ふつつかな嫁ですが、富豪社長に溺愛されています
良樹の表情に力みや緊張はなく、親に私を紹介するという一大事を、まるで夕食の献立の相談をしているかのように平然と話す。

一方、私の背には冷や汗が流れ、怖気付く思いでいた。


家賃なしで彼の家に住まわせてもらい、あれこれと高価な品を買い与えてもらっている身としては、『お世話になっております』と挨拶した方がいいとは思う。

けれども彼の言うように、恋人としてすんなり認めてもらえるとは、どうしても思えない。
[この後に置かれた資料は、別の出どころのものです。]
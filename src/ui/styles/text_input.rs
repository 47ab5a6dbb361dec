// SPDX-License-Identifier: MPL-2.0
//! Centralized text input styles.

use crate::ui::design_tokens::{border, palette, radius};
use iced::widget::text_input;
use iced::{Background, Border, Theme};

/// Pill-shaped URL entry field.
pub fn search(theme: &Theme, status: text_input::Status) -> text_input::Style {
    let is_light = matches!(theme, Theme::Light);

    let (surface, value, placeholder) = if is_light {
        (palette::GRAY_100, palette::GRAY_900, palette::GRAY_400)
    } else {
        (palette::GRAY_700, palette::WHITE, palette::GRAY_200)
    };

    let border_color = match status {
        text_input::Status::Active | text_input::Status::Disabled => palette::GRAY_200,
        text_input::Status::Hovered => palette::GRAY_400,
        // Focused
        _ => palette::PRIMARY_500,
    };

    text_input::Style {
        background: Background::Color(surface),
        border: Border {
            color: border_color,
            width: border::WIDTH_SM,
            radius: radius::FULL.into(),
        },
        icon: placeholder,
        placeholder,
        value,
        selection: palette::PRIMARY_400,
    }
}
// SPDX-License-Identifier: MPL-2.0
//! About screen.

use crate::i18n::fluent::I18n;
use crate::ui::design_tokens::{spacing, typography};
use iced::widget::{Column, Text};
use iced::{alignment::Horizontal, Element, Length};

/// Render the about screen. Emits no messages of its own.
pub fn view<'a, Message: 'a>(i18n: &'a I18n) -> Element<'a, Message> {
    let version = env!("CARGO_PKG_VERSION");

    Column::new()
        .spacing(spacing::MD)
        .width(Length::Fill)
        .align_x(Horizontal::Center)
        .push(Text::new(i18n.tr("about-title")).size(typography::TITLE_SM))
        .push(Text::new(i18n.tr("about-description")).size(typography::BODY))
        .push(
            Text::new(i18n.tr_with_args("about-version", &[("version", version)]))
                .size(typography::CAPTION),
        )
        .into()
}

#[cfg(test)]
mod tests {
    use super::*;

    #[test]
    fn about_renders() {
        let i18n = I18n::default();
        let _element: Element<'_, ()> = view(&i18n);
    }
}
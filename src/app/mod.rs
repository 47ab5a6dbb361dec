// SPDX-License-Identifier: MPL-2.0
//! Application root state and orchestration between the gallery, settings
//! and about views.
//!
//! The `App` struct wires together the domains (scraping, gallery state,
//! localization, persisted preferences) and translates messages into side
//! effects like network fetches or config persistence. Policy decisions
//! (window sizing, settlement order, persistence format) stay close to the
//! main update loop so user-facing behavior is easy to audit.

mod message;
pub mod paths;
pub mod screen;
mod subscription;
mod update;
mod view;

pub use message::{Flags, Message};
pub use screen::Screen;

use crate::config::{self, Config};
use crate::gallery::Gallery;
use crate::i18n::fluent::I18n;
use crate::scrape::ScrapeClient;
use crate::ui::background;
use crate::ui::notifications::{self, Notification};
use crate::ui::theming::ThemeMode;
use iced::{window, Element, Subscription, Task, Theme};
use std::fmt;

/// Root Iced application state bridging UI components, localization, the
/// scraping client and persisted preferences.
pub struct App {
    pub i18n: I18n,
    screen: Screen,
    /// URL as typed in the search bar.
    url_input: String,
    /// Endpoint as typed on the settings screen, committed on submit.
    endpoint_draft: String,
    /// True strictly between a fetch trigger and its settlement.
    loading: bool,
    gallery: Gallery,
    client: ScrapeClient,
    config: Config,
    theme_mode: ThemeMode,
    /// Toast notification manager for user feedback.
    notifications: notifications::Manager,
    /// Decorative gradient backdrop state.
    background: background::Cycle,
    spinner_rotation: f32,
}

impl fmt::Debug for App {
    fn fmt(&self, f: &mut fmt::Formatter<'_>) -> fmt::Result {
        f.debug_struct("App")
            .field("screen", &self.screen)
            .field("loading", &self.loading)
            .field("gallery_len", &self.gallery.len())
            .finish()
    }
}

pub const WINDOW_DEFAULT_HEIGHT: u32 = 720;
pub const WINDOW_DEFAULT_WIDTH: u32 = 960;
pub const MIN_WINDOW_HEIGHT: u32 = 480;
pub const MIN_WINDOW_WIDTH: u32 = 560;

/// Builds the window settings.
pub fn window_settings() -> window::Settings {
    window::Settings {
        size: iced::Size::new(WINDOW_DEFAULT_WIDTH as f32, WINDOW_DEFAULT_HEIGHT as f32),
        min_size: Some(iced::Size::new(
            MIN_WINDOW_WIDTH as f32,
            MIN_WINDOW_HEIGHT as f32,
        )),
        ..window::Settings::default()
    }
}

/// Entry point used by `main.rs` to launch the Iced application loop.
pub fn run(flags: Flags) -> iced::Result {
    use std::cell::RefCell;

    // Wrap flags in RefCell<Option<_>> to satisfy Fn trait requirement
    // while only consuming flags once (iced 0.14 requires Fn, not FnOnce)
    let boot_state = RefCell::new(Some(flags));
    let boot = move || {
        let flags = boot_state
            .borrow_mut()
            .take()
            .expect("Boot function called more than once");
        App::new(flags)
    };

    iced::application(boot, App::update, App::view)
        .title(App::title)
        .theme(App::theme)
        .window(window_settings())
        .subscription(App::subscription)
        .run()
}

impl Default for App {
    fn default() -> Self {
        Self {
            i18n: I18n::default(),
            screen: Screen::Gallery,
            url_input: String::new(),
            endpoint_draft: String::new(),
            loading: false,
            gallery: Gallery::new(),
            client: ScrapeClient::new_or_default(config::DEFAULT_ENDPOINT),
            config: Config::default(),
            theme_mode: ThemeMode::default(),
            notifications: notifications::Manager::new(),
            background: background::Cycle::new(),
            spinner_rotation: 0.0,
        }
    }
}

impl App {
    fn new(flags: Flags) -> (Self, Task<Message>) {
        let (config, config_load_failed) = match config::load() {
            Ok(config) => (config, false),
            Err(_) => (Config::default(), true),
        };

        let i18n = I18n::new(flags.lang.clone(), &config);
        let endpoint = flags
            .endpoint
            .clone()
            .unwrap_or_else(|| config.effective_endpoint().to_string());

        let mut app = App {
            i18n,
            client: ScrapeClient::new_or_default(endpoint),
            theme_mode: config.theme_mode,
            config,
            ..Self::default()
        };

        if config_load_failed {
            app.notifications
                .push(Notification::error("notification-config-load-error"));
        }

        let task = match flags.start_url {
            Some(url) => {
                app.url_input = url;
                app.update(Message::SearchBar(
                    crate::ui::search_bar::Message::Submitted,
                ))
            }
            None => Task::none(),
        };

        (app, task)
    }

    fn title(&self) -> String {
        self.i18n.tr("window-title")
    }

    fn theme(&self) -> Theme {
        if self.theme_mode.is_dark() {
            Theme::Dark
        } else {
            Theme::Light
        }
    }

    fn subscription(&self) -> Subscription<Message> {
        subscription::create_tick_subscription()
    }

    fn update(&mut self, message: Message) -> Task<Message> {
        let mut ctx = update::UpdateContext {
            i18n: &mut self.i18n,
            screen: &mut self.screen,
            url_input: &mut self.url_input,
            endpoint_draft: &mut self.endpoint_draft,
            loading: &mut self.loading,
            gallery: &mut self.gallery,
            client: &mut self.client,
            config: &mut self.config,
            theme_mode: &mut self.theme_mode,
            notifications: &mut self.notifications,
            background: &mut self.background,
            spinner_rotation: &mut self.spinner_rotation,
        };
        update::update(&mut ctx, message)
    }

    fn view(&self) -> Element<'_, Message> {
        view::view(view::ViewContext {
            i18n: &self.i18n,
            screen: self.screen,
            url_input: &self.url_input,
            endpoint_draft: &self.endpoint_draft,
            gallery: &self.gallery,
            loading: self.loading,
            spinner_rotation: self.spinner_rotation,
            theme_mode: self.theme_mode,
            download_dir: self.config.download_dir.as_deref(),
            background: &self.background,
            notifications: &self.notifications,
        })
    }
}
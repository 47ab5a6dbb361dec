// SPDX-License-Identifier: MPL-2.0
//! User interface components and visual design system.

pub mod about;
pub mod background;
pub mod design_tokens;
pub mod gallery_view;
pub mod navbar;
pub mod notifications;
pub mod search_bar;
pub mod settings;
pub mod styles;
pub mod theming;
pub mod widgets;

pub use theming::ThemeMode;
// SPDX-License-Identifier: MPL-2.0
use webgrab::app::{self, paths, Flags};

fn main() -> iced::Result {
    let mut args = pico_args::Arguments::from_env();

    paths::init_cli_overrides(args.opt_value_from_str("--config-dir").unwrap_or(None));

    let flags = Flags {
        lang: args.opt_value_from_str("--lang").unwrap_or(None),
        endpoint: args.opt_value_from_str("--endpoint").unwrap_or(None),
        start_url: args
            .finish()
            .into_iter()
            .next()
            .and_then(|s| s.into_string().ok()),
    };

    app::run(flags)
}
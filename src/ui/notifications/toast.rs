// SPDX-License-Identifier: MPL-2.0
//! Toast widget for rendering individual notifications.
//!
//! Toasts are the visual representation of notifications, appearing as
//! small cards with severity-colored accents and optional dismiss buttons.

use super::manager::{Manager, Message};
use super::notification::{Notification, Severity};
use crate::i18n::fluent::I18n;
use crate::ui::design_tokens::{
    border, opacity, palette, radius, shadow, sizing, spacing, typography,
};
use iced::widget::{button, container, text, Column, Container, Row, Text};
use iced::{alignment, Color, Element, Length, Theme};

/// Toast widget configuration.
pub struct Toast;

impl Toast {
    /// Renders a single toast notification.
    pub fn view<'a>(notification: &'a Notification, i18n: &'a I18n) -> Element<'a, Message> {
        let severity = notification.severity();
        let accent_color = severity.color();

        // Resolve the message text using i18n with optional arguments
        let message_text = if notification.message_args().is_empty() {
            i18n.tr(notification.message_key())
        } else {
            let args: Vec<(&str, &str)> = notification
                .message_args()
                .iter()
                .map(|(k, v)| (k.as_str(), v.as_str()))
                .collect();
            i18n.tr_with_args(notification.message_key(), &args)
        };

        let glyph_widget = Text::new(Self::severity_glyph(severity))
            .size(typography::BODY_LG)
            .style(move |_theme: &Theme| text::Style {
                color: Some(accent_color),
            });

        let message_widget =
            Text::new(message_text)
                .size(typography::BODY)
                .style(|theme: &Theme| text::Style {
                    color: Some(theme.palette().text),
                });

        // Dismiss button (always visible, uses main text color for good contrast)
        let notification_id = notification.id();
        let dismiss_button = button(Text::new("\u{00d7}").size(typography::BODY_LG))
            .on_press(Message::Dismiss(notification_id))
            .padding(spacing::XXS)
            .style(dismiss_button_style);

        // Layout: [glyph] [message] [dismiss]
        let content = Row::new()
            .spacing(spacing::SM)
            .align_y(alignment::Vertical::Center)
            .push(Container::new(glyph_widget).padding(spacing::XXS))
            .push(
                Container::new(message_widget)
                    .width(Length::Fill)
                    .align_x(alignment::Horizontal::Left),
            )
            .push(dismiss_button);

        Container::new(content)
            .width(Length::Fixed(sizing::TOAST_WIDTH))
            .padding(spacing::SM)
            .style(move |theme: &Theme| toast_container_style(theme, accent_color))
            .into()
    }

    /// Renders the toast overlay with all visible notifications.
    ///
    /// Positions toasts in the bottom-right corner, stacked vertically.
    pub fn view_overlay<'a>(manager: &'a Manager, i18n: &'a I18n) -> Element<'a, Message> {
        let toasts: Vec<Element<'a, Message>> = manager
            .visible()
            .map(|notification| Self::view(notification, i18n))
            .collect();

        if toasts.is_empty() {
            // Return an empty container that takes no space
            Container::new(text(""))
                .width(Length::Shrink)
                .height(Length::Shrink)
                .into()
        } else {
            let toast_column = Column::with_children(toasts)
                .spacing(spacing::XS)
                .align_x(alignment::Horizontal::Right);

            // Position in bottom-right with padding
            Container::new(toast_column)
                .width(Length::Fill)
                .height(Length::Fill)
                .align_x(alignment::Horizontal::Right)
                .align_y(alignment::Vertical::Bottom)
                .padding(spacing::MD)
                .into()
        }
    }

    /// Returns the accent glyph for the severity level.
    fn severity_glyph(severity: Severity) -> &'static str {
        match severity {
            Severity::Success => "\u{2713}",
            Severity::Info => "i",
            Severity::Warning => "!",
            Severity::Error => "\u{2715}",
        }
    }
}

/// Style function for the toast container.
fn toast_container_style(theme: &Theme, accent_color: Color) -> container::Style {
    let bg_color = theme.extended_palette().background.base.color;

    container::Style {
        background: Some(iced::Background::Color(bg_color)),
        border: iced::Border {
            color: accent_color,
            width: border::WIDTH_MD,
            radius: radius::MD.into(),
        },
        shadow: shadow::MD,
        text_color: Some(theme.palette().text),
        ..Default::default()
    }
}

/// Style function for the dismiss button.
fn dismiss_button_style(theme: &Theme, status: button::Status) -> button::Style {
    let base = theme.extended_palette().background.base;

    match status {
        button::Status::Active => button::Style {
            background: None,
            text_color: base.text,
            border: iced::Border::default(),
            shadow: shadow::NONE,
            snap: true,
        },
        button::Status::Hovered => button::Style {
            background: Some(iced::Background::Color(Color {
                a: opacity::OVERLAY_SUBTLE,
                ..palette::GRAY_400
            })),
            text_color: base.text,
            border: iced::Border {
                radius: radius::SM.into(),
                ..Default::default()
            },
            shadow: shadow::NONE,
            snap: true,
        },
        button::Status::Pressed => button::Style {
            background: Some(iced::Background::Color(Color {
                a: opacity::OVERLAY_MEDIUM,
                ..palette::GRAY_400
            })),
            text_color: base.text,
            border: iced::Border {
                radius: radius::SM.into(),
                ..Default::default()
            },
            shadow: shadow::NONE,
            snap: true,
        },
        button::Status::Disabled => button::Style {
            background: None,
            text_color: Color {
                a: opacity::OVERLAY_MEDIUM,
                ..base.text
            },
            border: iced::Border::default(),
            shadow: shadow::NONE,
            snap: true,
        },
    }
}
頭に浮かんだのは、私と良樹が再会した日に社長室に呼ばれた時の会話。

涙するほどに再会を喜ぶ彼を疑問に思っていたら、私が海難事故で亡くなったと、子供の頃に母親から聞かされたと言われたのだ。

それはおそらくあの夏の私が、良樹の勉強を邪魔して遊びに連れ出していたことが原因で、私を追い払うのに苦労していた執事のおじさんから、害虫だと聞かされたための嘘であろう。

彼の母親の中で私は、恋人どころか、友人失格の烙印を押されているも同然なのだ。

顔を合わせたなら、うちの子に近づくなと、言われる気がしてならない。


やめた方がいいという願いを込めて、「本当に紹介する気なの……?」と問いかければ、キョトンとして目を瞬かせる彼に「当たり前じゃないか」と諭される。